I think what led me to where I am now is having the mentality of always hustling, always pitching, always trying to prove myself. No matter how many "No's" I got, I came back with five more pitches the next time. You have to be dogged. It's also about being open. You have to bring the same enthusiasm for when you're asked to cover Little League as when you're asked to cover the NBA. It's about always being ready and saying "yes" to stories, even if you don't have any interest in them. I also think going to a small liberal arts college and majoring in English really helped me. A lot of my friends went to big journalism schools at big-time D-I programs, but I spent time learning how to close read, analyze text/details and get the repetitions I needed to improve my craft.
2. There was a time in your life when all you wanted to do wasn’t to write about basketball — but to play it. You even aspired to play overseas at some point! What was the moment that made you fully commit to trying to become a sports writer instead of a basketball player? From a practical standpoint, how much have you found your playing experience in college helping you as a reporter? How much do you talk about it with athletes you cover? Also, would you be willing to come be a ringer on Jared's intramural league team? The squad could use you.

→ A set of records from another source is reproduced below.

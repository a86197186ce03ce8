// Copyright (c) 2025-2026 Adrian Robinson. Licensed under the AGPL-3.0.
// See LICENSE file in the project root for full license text.

//! Per-source lease timers.
//!
//! A lease is a cancellable deadline on the tokio timer. Renewing moves the
//! deadline forward; letting it pass runs the expiry action once. The
//! registry's expiry action ends the source's stream through the eviction
//! path, never by removing entries directly.

use std::future::Future;
use std::time::Duration;

use tokio::sync::watch;
use tokio::task::JoinHandle;
use tokio::time::{sleep_until, Instant};
use tracing::debug;

pub struct LeaseTimer {
    duration: Duration,
    deadline: watch::Sender<Instant>,
    task: JoinHandle<()>,
}

impl LeaseTimer {
    /// Start a lease of `duration`; `on_expire` runs if it is not renewed
    /// in time. Must be called from within a tokio runtime.
    pub fn spawn<F, Fut>(duration: Duration, on_expire: F) -> Self
    where
        F: FnOnce() -> Fut + Send + 'static,
        Fut: Future<Output = ()> + Send + 'static,
    {
        let (deadline, mut rx) = watch::channel(Instant::now() + duration);
        let task = tokio::spawn(async move {
            loop {
                let at = *rx.borrow_and_update();
                tokio::select! {
                    _ = sleep_until(at) => {
                        // A renewal that raced the timer wins.
                        if rx.has_changed().unwrap_or(false) {
                            continue;
                        }
                        debug!(?duration, "Lease expired");
                        on_expire().await;
                        return;
                    }
                    changed = rx.changed() => {
                        if changed.is_err() {
                            return;
                        }
                    }
                }
            }
        });
        Self { duration, deadline, task }
    }

    /// Push the deadline to `now + duration`.
    pub fn renew(&self) {
        self.deadline.send_replace(Instant::now() + self.duration);
    }

    pub fn deadline(&self) -> Instant {
        *self.deadline.borrow()
    }

    pub fn duration(&self) -> Duration {
        self.duration
    }

    /// Stop the timer without running the expiry action.
    pub fn cancel(&self) {
        self.task.abort();
    }

    /// Expired, or cancelled.
    pub fn is_finished(&self) -> bool {
        self.task.is_finished()
    }
}

impl Drop for LeaseTimer {
    fn drop(&mut self) {
        self.task.abort();
    }
}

I would be honored to be on your team! I'm small but scrappy at 5-1.
I think every athlete gets to that point where she just knows in her heart that her time is coming to a close. I knew upon transferring that I needed to find a new route, a new space to house my passion. It was probably the best thing that could have happened to me because writing allowed me to reinvent myself in a more meaningful way.

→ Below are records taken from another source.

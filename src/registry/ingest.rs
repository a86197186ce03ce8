// Copyright (c) 2025-2026 Adrian Robinson. Licensed under the AGPL-3.0.
// See LICENSE file in the project root for full license text.

//! Source ingestion: binding update streams to the writer.
//!
//! Each connected source gets one ingestion task that forwards its events to
//! the writer in stream order, plus an optional lease. How the stream ends
//! decides what happens to the source's entries:
//!
//! ```text
//! stream ends ──► Completed ──► remove immediately
//! stream error ─► Failed ─────► eviction queue (quota)
//! no renewal ───► LeaseExpired ► eviction queue (quota)
//! reconnect ────► Superseded ──► parked until the new connection catches up
//! ```
//!
//! A superseded connection's entries are parked: re-registrations from the
//! new connection reclaim them silently. The rest move to the eviction queue
//! when the new connection sends `BufferEnd`, ends, or has not caught up
//! within [`RegistryConfig::reconnect_grace`](crate::RegistryConfig::reconnect_grace).

use std::sync::atomic::Ordering;
use std::sync::Arc;

use futures::{Stream, StreamExt};
use tokio::sync::mpsc;
use tokio::task::AbortHandle;
use tracing::{debug, info, warn};

use super::actor::{Binding, Command};
use super::types::StreamEnd;
use super::{ConnectOptions, RegistrationEvent, Registry};
use crate::error::{RegistryError, SourceError};
use crate::lease::LeaseTimer;
use crate::metrics;
use crate::source::Source;

impl Registry {
    /// Bind `updates` as the ingestion stream of `source`.
    ///
    /// If another connection of the same logical source (origin and name) is
    /// live, it is superseded: its task stops and its entries are held for
    /// the new connection to re-register. Entries it does not re-register are
    /// evicted under the quota.
    #[tracing::instrument(skip(self, updates, options), fields(source = %source))]
    pub async fn connect<S>(
        &self,
        source: Source,
        updates: S,
        options: ConnectOptions,
    ) -> Result<SourceConnection, RegistryError>
    where
        S: Stream<Item = Result<RegistrationEvent, SourceError>> + Send + 'static,
    {
        if self.shutdown_started.load(Ordering::Acquire) || self.commands.is_closed() {
            return Err(RegistryError::Closed);
        }

        let key = source.logical_key();
        let previous = self.bindings.lock().remove(&key);
        if let Some(previous) = previous {
            self.supersede(previous).await?;
        }

        let lease = options.lease.map(|duration| {
            let commands = self.commands.clone();
            let expired = source.clone();
            Arc::new(LeaseTimer::spawn(duration, move || async move {
                let _ = commands
                    .send(Command::SourceEnded { source: expired, end: StreamEnd::LeaseExpired })
                    .await;
            }))
        });

        // Bind under the lock so an immediately-ending stream cannot reach
        // the writer before its binding exists.
        let (ingest, displaced) = {
            let mut bindings = self.bindings.lock();
            let task = tokio::spawn(run_ingest(
                source.clone(),
                updates,
                lease.clone(),
                self.commands.clone(),
            ));
            let ingest = task.abort_handle();
            let displaced = bindings.insert(
                key,
                Binding { source: source.clone(), ingest: ingest.clone(), lease: lease.clone() },
            );
            (ingest, displaced)
        };
        if let Some(displaced) = displaced {
            self.supersede(displaced).await?;
        }

        info!(lease = ?options.lease, "Source connected");
        Ok(SourceConnection { source, lease, ingest, commands: self.commands.clone() })
    }

    async fn supersede(&self, previous: Binding) -> Result<(), RegistryError> {
        previous.release();
        debug!(old = %previous.source, "Superseding previous connection");
        let source = previous.source;
        self.send(Command::SourceEnded { source: source.clone(), end: StreamEnd::Superseded })
            .await?;

        let grace = self.config.reconnect_grace();
        let commands = self.commands.downgrade();
        tokio::spawn(async move {
            tokio::time::sleep(grace).await;
            if let Some(commands) = commands.upgrade() {
                let _ = commands.send(Command::ReleaseSuperseded { source }).await;
            }
        });
        Ok(())
    }
}

async fn run_ingest<S>(
    source: Source,
    updates: S,
    lease: Option<Arc<LeaseTimer>>,
    commands: mpsc::Sender<Command>,
) where
    S: Stream<Item = Result<RegistrationEvent, SourceError>> + Send + 'static,
{
    let mut updates = Box::pin(updates);
    let end = loop {
        let event = match updates.next().await {
            Some(Ok(event)) => event,
            Some(Err(err)) => break StreamEnd::Failed(err),
            None => break StreamEnd::Completed,
        };
        if let Some(lease) = &lease {
            lease.renew();
        }
        let command = match event {
            RegistrationEvent::Register(info) => {
                if let Err(e) = info.validate() {
                    metrics::record_malformed_update(source.origin);
                    warn!(source = %source, error = %e, "Dropping malformed registration");
                    continue;
                }
                Command::Register { source: source.clone(), info: Arc::new(info), ack: None }
            }
            RegistrationEvent::Unregister(id) => {
                if id.trim().is_empty() {
                    metrics::record_malformed_update(source.origin);
                    warn!(source = %source, "Dropping unregistration with empty id");
                    continue;
                }
                Command::Unregister { source: source.clone(), id, ack: None }
            }
            RegistrationEvent::Buffer(state) => Command::Buffer { source: source.clone(), state },
        };
        if commands.send(command).await.is_err() {
            debug!(source = %source, "Registry closed; stopping ingestion");
            return;
        }
    };
    debug!(source = %source, end = end.as_str(), "Ingestion stream ended");
    let _ = commands.send(Command::SourceEnded { source, end }).await;
}

/// Handle to a connected source.
///
/// Dropping the handle leaves the source connected; use
/// [`SourceConnection::close`] to end it gracefully.
pub struct SourceConnection {
    source: Source,
    lease: Option<Arc<LeaseTimer>>,
    ingest: AbortHandle,
    commands: mpsc::Sender<Command>,
}

impl SourceConnection {
    pub fn source(&self) -> &Source {
        &self.source
    }

    /// Heartbeat: push the lease deadline forward. Returns `false` if the
    /// source has no lease or the lease already expired.
    pub fn renew(&self) -> bool {
        match &self.lease {
            Some(lease) if !lease.is_finished() => {
                lease.renew();
                true
            }
            _ => false,
        }
    }

    /// The ingestion task is still consuming the stream.
    pub fn is_active(&self) -> bool {
        !self.ingest.is_finished()
    }

    /// Stop ingesting and remove the source's entries immediately, as if
    /// its stream had completed.
    pub async fn close(self) {
        self.ingest.abort();
        if let Some(lease) = &self.lease {
            lease.cancel();
        }
        let _ = self
            .commands
            .send(Command::SourceEnded { source: self.source, end: StreamEnd::Completed })
            .await;
    }
}

impl std::fmt::Debug for SourceConnection {
    fn fmt(&self, f: &mut std::fmt::Formatter<'_>) -> std::fmt::Result {
        f.debug_struct("SourceConnection")
            .field("source", &self.source)
            .field("leased", &self.lease.is_some())
            .field("active", &self.is_active())
            .finish()
    }
}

I definitely think my playing experience helps me as a reporter. Athletes are complex, driven people that have to face failure every day, and I think coming in with that understanding allows me to connect with them. I think being an undersized player and going through struggles with that also helps me relate to the kind of adversity athletes sometimes face. I do mention my own experiences during interviews, but only in a way that helps me learn more about the person I'm interviewing. There is nothing worse than a journalist who makes the story about herself. Athletes can immediately tell which reporters "get it" and which don't.
3. Let’s talk about your new job: writer-at-large at Bleacher Report. What exactly will you be doing in that position? Why did you decide to take to leave the freelancing world and commit yourself to just one outlet? What is it about what Bleacher Report is doing that appealed to you?

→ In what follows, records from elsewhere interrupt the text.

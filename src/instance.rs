// Copyright (c) 2025-2026 Adrian Robinson. Licensed under the AGPL-3.0.
// See LICENSE file in the project root for full license text.

//! Instance data model.
//!
//! An [`InstanceInfo`] is an immutable value describing one addressable unit
//! of an application. Updates build a new value (via the `with_*` setters)
//! rather than mutating a shared one; the registry stores them behind `Arc`.
//!
//! # Example
//!
//! ```
//! use service_registry::{InstanceInfo, InstanceStatus};
//!
//! let info = InstanceInfo::new("i-001", "billing")
//!     .with_hostname("billing-1.internal")
//!     .with_vip("billing.vip")
//!     .with_status(InstanceStatus::Up);
//!
//! assert_eq!(info.status, InstanceStatus::Up);
//! assert!(info.validate().is_ok());
//!
//! let down = info.clone().with_status(InstanceStatus::Down);
//! assert_ne!(info, down);
//! ```

use std::collections::BTreeMap;
use std::fmt;

use serde::{Deserialize, Serialize};

use crate::error::RegistryError;

/// Lifecycle status reported by an instance.
#[derive(Debug, Clone, Copy, PartialEq, Eq, Hash, Default, Serialize, Deserialize)]
#[serde(rename_all = "SCREAMING_SNAKE_CASE")]
pub enum InstanceStatus {
    Starting,
    Up,
    Down,
    OutOfService,
    #[default]
    Unknown,
}

impl fmt::Display for InstanceStatus {
    fn fmt(&self, f: &mut fmt::Formatter<'_>) -> fmt::Result {
        match self {
            Self::Starting => write!(f, "STARTING"),
            Self::Up => write!(f, "UP"),
            Self::Down => write!(f, "DOWN"),
            Self::OutOfService => write!(f, "OUT_OF_SERVICE"),
            Self::Unknown => write!(f, "UNKNOWN"),
        }
    }
}

/// A named network port exposed by an instance.
#[derive(Debug, Clone, PartialEq, Eq, Hash, Serialize, Deserialize)]
pub struct ServicePort {
    #[serde(default, skip_serializing_if = "Option::is_none")]
    pub name: Option<String>,
    pub port: u16,
    #[serde(default)]
    pub secure: bool,
}

impl ServicePort {
    pub fn new(port: u16) -> Self {
        Self { name: None, port, secure: false }
    }

    pub fn secure(port: u16) -> Self {
        Self { name: None, port, secure: true }
    }

    pub fn named(mut self, name: impl Into<String>) -> Self {
        self.name = Some(name.into());
        self
    }
}

/// Everything the registry knows about one instance.
///
/// Equality is full field equality; the registry relies on it to detect
/// no-op updates, so `last_modified` participates too.
#[derive(Debug, Clone, PartialEq, Eq, Serialize, Deserialize)]
pub struct InstanceInfo {
    /// Unique instance id (the DataStore key)
    pub id: String,
    /// Application name
    pub app: String,
    #[serde(default, skip_serializing_if = "Option::is_none")]
    pub app_group: Option<String>,
    /// Auto-scaling group name
    #[serde(default, skip_serializing_if = "Option::is_none")]
    pub asg: Option<String>,
    #[serde(default, skip_serializing_if = "Option::is_none")]
    pub vip_address: Option<String>,
    #[serde(default, skip_serializing_if = "Option::is_none")]
    pub secure_vip_address: Option<String>,
    #[serde(default, skip_serializing_if = "Option::is_none")]
    pub hostname: Option<String>,
    #[serde(default, skip_serializing_if = "Option::is_none")]
    pub ip_address: Option<String>,
    #[serde(default)]
    pub ports: Vec<ServicePort>,
    #[serde(default)]
    pub status: InstanceStatus,
    /// Free-form metadata (ordered so equality and serialization are stable)
    #[serde(default)]
    pub metadata: BTreeMap<String, String>,
    /// Last modification timestamp (epoch millis)
    #[serde(default)]
    pub last_modified: i64,
}

impl InstanceInfo {
    /// Create an instance with the given identity, status `Unknown` and
    /// `last_modified` set to now.
    pub fn new(id: impl Into<String>, app: impl Into<String>) -> Self {
        Self {
            id: id.into(),
            app: app.into(),
            app_group: None,
            asg: None,
            vip_address: None,
            secure_vip_address: None,
            hostname: None,
            ip_address: None,
            ports: Vec::new(),
            status: InstanceStatus::Unknown,
            metadata: BTreeMap::new(),
            last_modified: now_millis(),
        }
    }

    pub fn with_status(mut self, status: InstanceStatus) -> Self {
        self.status = status;
        self
    }

    pub fn with_app_group(mut self, group: impl Into<String>) -> Self {
        self.app_group = Some(group.into());
        self
    }

    pub fn with_asg(mut self, asg: impl Into<String>) -> Self {
        self.asg = Some(asg.into());
        self
    }

    pub fn with_vip(mut self, vip: impl Into<String>) -> Self {
        self.vip_address = Some(vip.into());
        self
    }

    pub fn with_secure_vip(mut self, vip: impl Into<String>) -> Self {
        self.secure_vip_address = Some(vip.into());
        self
    }

    pub fn with_hostname(mut self, hostname: impl Into<String>) -> Self {
        self.hostname = Some(hostname.into());
        self
    }

    pub fn with_ip(mut self, ip: impl Into<String>) -> Self {
        self.ip_address = Some(ip.into());
        self
    }

    pub fn with_port(mut self, port: ServicePort) -> Self {
        self.ports.push(port);
        self
    }

    pub fn with_metadata(mut self, key: impl Into<String>, value: impl Into<String>) -> Self {
        self.metadata.insert(key.into(), value.into());
        self
    }

    pub fn with_last_modified(mut self, millis: i64) -> Self {
        self.last_modified = millis;
        self
    }

    /// Same value with `last_modified` bumped to now.
    pub fn touched(self) -> Self {
        let now = now_millis();
        self.with_last_modified(now)
    }

    /// Reject values that must never reach the DataStore.
    pub fn validate(&self) -> Result<(), RegistryError> {
        if self.id.trim().is_empty() {
            return Err(RegistryError::malformed("empty instance id"));
        }
        if self.app.trim().is_empty() {
            return Err(RegistryError::malformed(format!(
                "instance {} has an empty application name",
                self.id
            )));
        }
        Ok(())
    }

    /// Names of the fields that differ from `older`, for debug logging of
    /// Modify decisions.
    pub fn changed_fields(&self, older: &InstanceInfo) -> Vec<&'static str> {
        let mut changed = Vec::new();
        if self.app != older.app {
            changed.push("app");
        }
        if self.app_group != older.app_group {
            changed.push("app_group");
        }
        if self.asg != older.asg {
            changed.push("asg");
        }
        if self.vip_address != older.vip_address {
            changed.push("vip_address");
        }
        if self.secure_vip_address != older.secure_vip_address {
            changed.push("secure_vip_address");
        }
        if self.hostname != older.hostname {
            changed.push("hostname");
        }
        if self.ip_address != older.ip_address {
            changed.push("ip_address");
        }
        if self.ports != older.ports {
            changed.push("ports");
        }
        if self.status != older.status {
            changed.push("status");
        }
        if self.metadata != older.metadata {
            changed.push("metadata");
        }
        if self.last_modified != older.last_modified {
            changed.push("last_modified");
        }
        changed
    }
}

fn now_millis() -> i64 {
    std::time::SystemTime::now()
        .duration_since(std::time::UNIX_EPOCH)
        .unwrap_or_default()
        .as_millis() as i64
}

I'm so grateful to have joined B/R's team! I'm going to be writing features for B/R Mag, our premier storytelling platform. I had been writing features for B/R Mag for the past year as a freelancer (while also writing for ESPN and other outlets), while I was looking for my next full-time move after the OC Register. It's really nice to now have found a place that I can fully devote my time to. (There is truly no grind like the freelance grind!)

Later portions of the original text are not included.